---------- Records supplied ----------

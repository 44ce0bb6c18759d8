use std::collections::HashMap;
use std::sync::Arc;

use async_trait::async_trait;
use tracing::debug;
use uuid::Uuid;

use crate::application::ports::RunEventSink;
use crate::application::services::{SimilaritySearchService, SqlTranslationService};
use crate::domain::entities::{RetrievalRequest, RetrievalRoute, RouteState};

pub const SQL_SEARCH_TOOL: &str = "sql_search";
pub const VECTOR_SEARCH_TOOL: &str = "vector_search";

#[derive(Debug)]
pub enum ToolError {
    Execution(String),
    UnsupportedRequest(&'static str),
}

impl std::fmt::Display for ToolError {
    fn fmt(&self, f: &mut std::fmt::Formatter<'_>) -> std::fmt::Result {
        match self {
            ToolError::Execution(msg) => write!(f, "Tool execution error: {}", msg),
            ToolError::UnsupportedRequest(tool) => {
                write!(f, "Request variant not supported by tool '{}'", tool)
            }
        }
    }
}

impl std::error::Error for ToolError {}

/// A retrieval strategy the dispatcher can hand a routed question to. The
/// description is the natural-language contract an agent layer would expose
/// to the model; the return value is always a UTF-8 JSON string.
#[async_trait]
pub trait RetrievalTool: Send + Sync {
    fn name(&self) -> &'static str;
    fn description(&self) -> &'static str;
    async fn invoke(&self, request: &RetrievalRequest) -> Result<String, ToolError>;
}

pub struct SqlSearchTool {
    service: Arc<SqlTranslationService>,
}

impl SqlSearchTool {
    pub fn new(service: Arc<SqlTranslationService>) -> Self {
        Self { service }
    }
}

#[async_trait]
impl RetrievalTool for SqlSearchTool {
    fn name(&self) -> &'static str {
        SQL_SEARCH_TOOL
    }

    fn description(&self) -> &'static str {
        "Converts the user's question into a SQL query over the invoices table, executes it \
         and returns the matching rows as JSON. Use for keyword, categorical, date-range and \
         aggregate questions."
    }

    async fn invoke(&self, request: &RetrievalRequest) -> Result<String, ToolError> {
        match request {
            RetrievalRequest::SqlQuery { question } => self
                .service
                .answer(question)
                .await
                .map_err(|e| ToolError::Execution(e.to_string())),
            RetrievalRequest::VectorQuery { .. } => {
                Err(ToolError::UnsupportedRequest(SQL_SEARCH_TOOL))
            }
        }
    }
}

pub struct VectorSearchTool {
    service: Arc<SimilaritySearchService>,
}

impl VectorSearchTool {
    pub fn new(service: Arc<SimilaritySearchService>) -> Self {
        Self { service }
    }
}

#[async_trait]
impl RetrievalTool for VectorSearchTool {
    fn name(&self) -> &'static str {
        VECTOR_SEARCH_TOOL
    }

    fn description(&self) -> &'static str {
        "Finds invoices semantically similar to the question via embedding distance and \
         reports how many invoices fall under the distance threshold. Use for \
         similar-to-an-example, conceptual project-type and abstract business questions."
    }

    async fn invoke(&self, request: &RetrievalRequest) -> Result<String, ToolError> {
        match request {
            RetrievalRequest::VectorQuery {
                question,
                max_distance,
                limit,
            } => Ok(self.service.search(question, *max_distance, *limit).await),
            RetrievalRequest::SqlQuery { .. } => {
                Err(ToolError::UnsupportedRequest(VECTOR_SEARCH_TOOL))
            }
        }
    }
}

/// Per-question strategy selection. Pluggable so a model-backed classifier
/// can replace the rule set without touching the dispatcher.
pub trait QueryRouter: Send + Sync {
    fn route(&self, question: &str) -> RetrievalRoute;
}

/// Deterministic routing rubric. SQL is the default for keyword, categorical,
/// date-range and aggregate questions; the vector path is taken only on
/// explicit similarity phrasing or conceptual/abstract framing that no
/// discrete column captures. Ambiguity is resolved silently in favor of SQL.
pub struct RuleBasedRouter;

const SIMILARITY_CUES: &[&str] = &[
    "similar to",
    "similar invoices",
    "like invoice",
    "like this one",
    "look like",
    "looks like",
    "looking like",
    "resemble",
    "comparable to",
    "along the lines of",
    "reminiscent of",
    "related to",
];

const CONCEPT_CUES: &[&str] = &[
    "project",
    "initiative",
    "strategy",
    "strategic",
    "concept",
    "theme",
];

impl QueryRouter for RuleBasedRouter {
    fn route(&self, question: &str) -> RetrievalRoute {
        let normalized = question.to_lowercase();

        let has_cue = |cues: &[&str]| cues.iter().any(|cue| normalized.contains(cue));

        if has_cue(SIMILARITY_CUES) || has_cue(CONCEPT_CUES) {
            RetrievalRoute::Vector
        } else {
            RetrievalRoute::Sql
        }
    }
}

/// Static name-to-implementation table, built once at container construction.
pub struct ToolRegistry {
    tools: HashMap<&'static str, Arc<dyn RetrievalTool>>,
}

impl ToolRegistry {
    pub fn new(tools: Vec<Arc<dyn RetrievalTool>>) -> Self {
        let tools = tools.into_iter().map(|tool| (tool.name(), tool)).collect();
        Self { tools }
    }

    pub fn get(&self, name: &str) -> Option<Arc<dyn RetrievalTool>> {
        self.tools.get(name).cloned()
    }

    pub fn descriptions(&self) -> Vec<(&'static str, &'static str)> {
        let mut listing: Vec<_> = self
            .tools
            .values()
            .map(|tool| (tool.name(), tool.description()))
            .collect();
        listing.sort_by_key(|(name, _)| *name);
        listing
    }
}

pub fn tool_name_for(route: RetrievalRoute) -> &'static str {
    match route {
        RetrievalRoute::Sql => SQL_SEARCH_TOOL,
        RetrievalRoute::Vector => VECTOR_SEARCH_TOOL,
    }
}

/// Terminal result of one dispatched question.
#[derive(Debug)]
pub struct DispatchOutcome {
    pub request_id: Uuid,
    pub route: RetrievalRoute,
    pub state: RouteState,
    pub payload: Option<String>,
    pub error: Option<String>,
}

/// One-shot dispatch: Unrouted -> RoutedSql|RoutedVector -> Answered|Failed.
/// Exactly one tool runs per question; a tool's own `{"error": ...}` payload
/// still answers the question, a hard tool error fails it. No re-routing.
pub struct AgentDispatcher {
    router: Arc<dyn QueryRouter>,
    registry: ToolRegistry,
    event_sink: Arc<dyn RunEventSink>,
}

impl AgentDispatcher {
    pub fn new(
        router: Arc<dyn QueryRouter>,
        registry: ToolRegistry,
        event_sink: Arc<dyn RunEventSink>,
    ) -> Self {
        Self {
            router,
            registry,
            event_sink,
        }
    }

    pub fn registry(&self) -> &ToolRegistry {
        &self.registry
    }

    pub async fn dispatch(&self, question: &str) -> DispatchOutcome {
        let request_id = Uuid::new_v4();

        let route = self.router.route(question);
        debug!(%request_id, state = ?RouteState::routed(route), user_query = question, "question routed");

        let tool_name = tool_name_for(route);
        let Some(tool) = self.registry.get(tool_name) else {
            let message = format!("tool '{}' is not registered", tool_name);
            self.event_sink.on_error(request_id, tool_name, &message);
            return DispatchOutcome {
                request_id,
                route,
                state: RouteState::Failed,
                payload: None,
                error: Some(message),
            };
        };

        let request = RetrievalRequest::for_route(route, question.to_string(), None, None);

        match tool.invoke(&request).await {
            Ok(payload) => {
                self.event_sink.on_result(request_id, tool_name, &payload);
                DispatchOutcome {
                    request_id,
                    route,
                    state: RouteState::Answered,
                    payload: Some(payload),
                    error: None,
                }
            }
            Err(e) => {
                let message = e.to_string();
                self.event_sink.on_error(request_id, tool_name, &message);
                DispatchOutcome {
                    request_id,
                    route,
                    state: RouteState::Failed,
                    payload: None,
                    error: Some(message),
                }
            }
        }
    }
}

----------

The full listing above should be retyped without any alteration.

(Solution)
repository 44ce0bb6c18759d8
use std::collections::HashMap;
use std::sync::Arc;

use async_trait::async_trait;
use tracing::debug;
use uuid::Uuid;

use crate::application::ports::RunEventSink;
use crate::application::services::{SimilaritySearchService, SqlTranslationService};
use crate::domain::entities::{RetrievalRequest, RetrievalRoute, RouteState};

pub const SQL_SEARCH_TOOL: &str = "sql_search";
pub const VECTOR_SEARCH_TOOL: &str = "vector_search";

#[derive(Debug)]
pub enum ToolError {
    Execution(String),
    UnsupportedRequest(&'static str),
}

impl std::fmt::Display for ToolError {
    fn fmt(&self, f: &mut std::fmt::Formatter<'_>) -> std::fmt::Result {
        match self {
            ToolError::Execution(msg) => write!(f, "Tool execution error: {}", msg),
            ToolError::UnsupportedRequest(tool) => {
                write!(f, "Request variant not supported by tool '{}'", tool)
            }
        }
    }
}

impl std::error::Error for ToolError {}

/// A retrieval strategy the dispatcher can hand a routed question to. The
/// description is the natural-language contract an agent layer would expose
/// to the model; the return value is always a UTF-8 JSON string.
#[async_trait]
pub trait RetrievalTool: Send + Sync {
    fn name(&self) -> &'static str;
    fn description(&self) -> &'static str;
    async fn invoke(&self, request: &RetrievalRequest) -> Result<String, ToolError>;
}

pub struct SqlSearchTool {
    service: Arc<SqlTranslationService>,
}

impl SqlSearchTool {
    pub fn new(service: Arc<SqlTranslationService>) -> Self {
        Self { service }
    }
}

#[async_trait]
impl RetrievalTool for SqlSearchTool {
    fn name(&self) -> &'static str {
        SQL_SEARCH_TOOL
    }

    fn description(&self) -> &'static str {
        "Converts the user's question into a SQL query over the invoices table, executes it \
         and returns the matching rows as JSON. Use for keyword, categorical, date-range and \
         aggregate questions."
    }

    async fn invoke(&self, request: &RetrievalRequest) -> Result<String, ToolError> {
        match request {
            RetrievalRequest::SqlQuery { question } => self
                .service
                .answer(question)
                .await
                .map_err(|e| ToolError::Execution(e.to_string())),
            RetrievalRequest::VectorQuery { .. } => {
                Err(ToolError::UnsupportedRequest(SQL_SEARCH_TOOL))
            }
        }
    }
}

pub struct VectorSearchTool {
    service: Arc<SimilaritySearchService>,
}

impl VectorSearchTool {
    pub fn new(service: Arc<SimilaritySearchService>) -> Self {
        Self { service }
    }
}

#[async_trait]
impl RetrievalTool for VectorSearchTool {
    fn name(&self) -> &'static str {
        VECTOR_SEARCH_TOOL
    }

    fn description(&self) -> &'static str {
        "Finds invoices semantically similar to the question via embedding distance and \
         reports how many invoices fall under the distance threshold. Use for \
         similar-to-an-example, conceptual project-type and abstract business questions."
    }

    async fn invoke(&self, request: &RetrievalRequest) -> Result<String, ToolError> {
        match request {
            RetrievalRequest::VectorQuery {
                question,
                max_distance,
                limit,
            } => Ok(self.service.search(question, *max_distance, *limit).await),
            RetrievalRequest::SqlQuery { .. } => {
                Err(ToolError::UnsupportedRequest(VECTOR_SEARCH_TOOL))
            }
        }
    }
}

/// Per-question strategy selection. Pluggable so a model-backed classifier
/// can replace the rule set without touching the dispatcher.
pub trait QueryRouter: Send + Sync {
    fn route(&self, question: &str) -> RetrievalRoute;
}

/// Deterministic routing rubric. SQL is the default for keyword, categorical,
/// date-range and aggregate questions; the vector path is taken only on
/// explicit similarity phrasing or conceptual/abstract framing that no
/// discrete column captures. Ambiguity is resolved silently in favor of SQL.
pub struct RuleBasedRouter;

const SIMILARITY_CUES: &[&str] = &[
    "similar to",
    "similar invoices",
    "like invoice",
    "like this one",
    "look like",
    "looks like",
    "looking like",
    "resemble",
    "comparable to",
    "along the lines of",
    "reminiscent of",
    "related to",
];

const CONCEPT_CUES: &[&str] = &[
    "project",
    "initiative",
    "strategy",
    "strategic",
    "concept",
    "theme",
];

impl QueryRouter for RuleBasedRouter {
    fn route(&self, question: &str) -> RetrievalRoute {
        let normalized = question.to_lowercase();

        let has_cue = |cues: &[&str]| cues.iter().any(|cue| normalized.contains(cue));

        if has_cue(SIMILARITY_CUES) || has_cue(CONCEPT_CUES) {
            RetrievalRoute::Vector
        } else {
            RetrievalRoute::Sql
        }
    }
}

/// Static name-to-implementation table, built once at container construction.
pub struct ToolRegistry {
    tools: HashMap<&'static str, Arc<dyn RetrievalTool>>,
}

impl ToolRegistry {
    pub fn new(tools: Vec<Arc<dyn RetrievalTool>>) -> Self {
        let tools = tools.into_iter().map(|tool| (tool.name(), tool)).collect();
        Self { tools }
    }

    pub fn get(&self, name: &str) -> Option<Arc<dyn RetrievalTool>> {
        self.tools.get(name).cloned()
    }

    pub fn descriptions(&self) -> Vec<(&'static str, &'static str)> {
        let mut listing: Vec<_> = self
            .tools
            .values()
            .map(|tool| (tool.name(), tool.description()))
            .collect();
        listing.sort_by_key(|(name, _)| *name);
        listing
    }
}

pub fn tool_name_for(route: RetrievalRoute) -> &'static str {
    match route {
        RetrievalRoute::Sql => SQL_SEARCH_TOOL,
        RetrievalRoute::Vector => VECTOR_SEARCH_TOOL,
    }
}

/// Terminal result of one dispatched question.
#[derive(Debug)]
pub struct DispatchOutcome {
    pub request_id: Uuid,
    pub route: RetrievalRoute,
    pub state: RouteState,
    pub payload: Option<String>,
    pub error: Option<String>,
}

/// One-shot dispatch: Unrouted -> RoutedSql|RoutedVector -> Answered|Failed.
/// Exactly one tool runs per question; a tool's own `{"error": ...}` payload
/// still answers the question, a hard tool error fails it. No re-routing.
pub struct AgentDispatcher {
    router: Arc<dyn QueryRouter>,
    registry: ToolRegistry,
    event_sink: Arc<dyn RunEventSink>,
}

impl AgentDispatcher {
    pub fn new(
        router: Arc<dyn QueryRouter>,
        registry: ToolRegistry,
        event_sink: Arc<dyn RunEventSink>,
    ) -> Self {
        Self {
            router,
            registry,
            event_sink,
        }
    }

    pub fn registry(&self) -> &ToolRegistry {
        &self.registry
    }

    pub async fn dispatch(&self, question: &str) -> DispatchOutcome {
        let request_id = Uuid::new_v4();

        let route = self.router.route(question);
        debug!(%request_id, state = ?RouteState::routed(route), user_query = question, "question routed");

        let tool_name = tool_name_for(route);
        let Some(tool) = self.registry.get(tool_name) else {
            let message = format!("tool '{}' is not registered", tool_name);
            self.event_sink.on_error(request_id, tool_name, &message);
            return DispatchOutcome {
                request_id,
                route,
                state: RouteState::Failed,
                payload: None,
                error: Some(message),
            };
        };

        let request = RetrievalRequest::for_route(route, question.to_string(), None, None);

        match tool.invoke(&request).await {
            Ok(payload) => {
                self.event_sink.on_result(request_id, tool_name, &payload);
                DispatchOutcome {
                    request_id,
                    route,
                    state: RouteState::Answered,
                    payload: Some(payload),
                    error: None,
                }
            }
            Err(e) => {
                let message = e.to_string();
                self.event_sink.on_error(request_id, tool_name, &message);
                DispatchOutcome {
                    request_id,
                    route,
                    state: RouteState::Failed,
                    payload: None,
                    error: Some(message),
                }
            }
        }
    }
}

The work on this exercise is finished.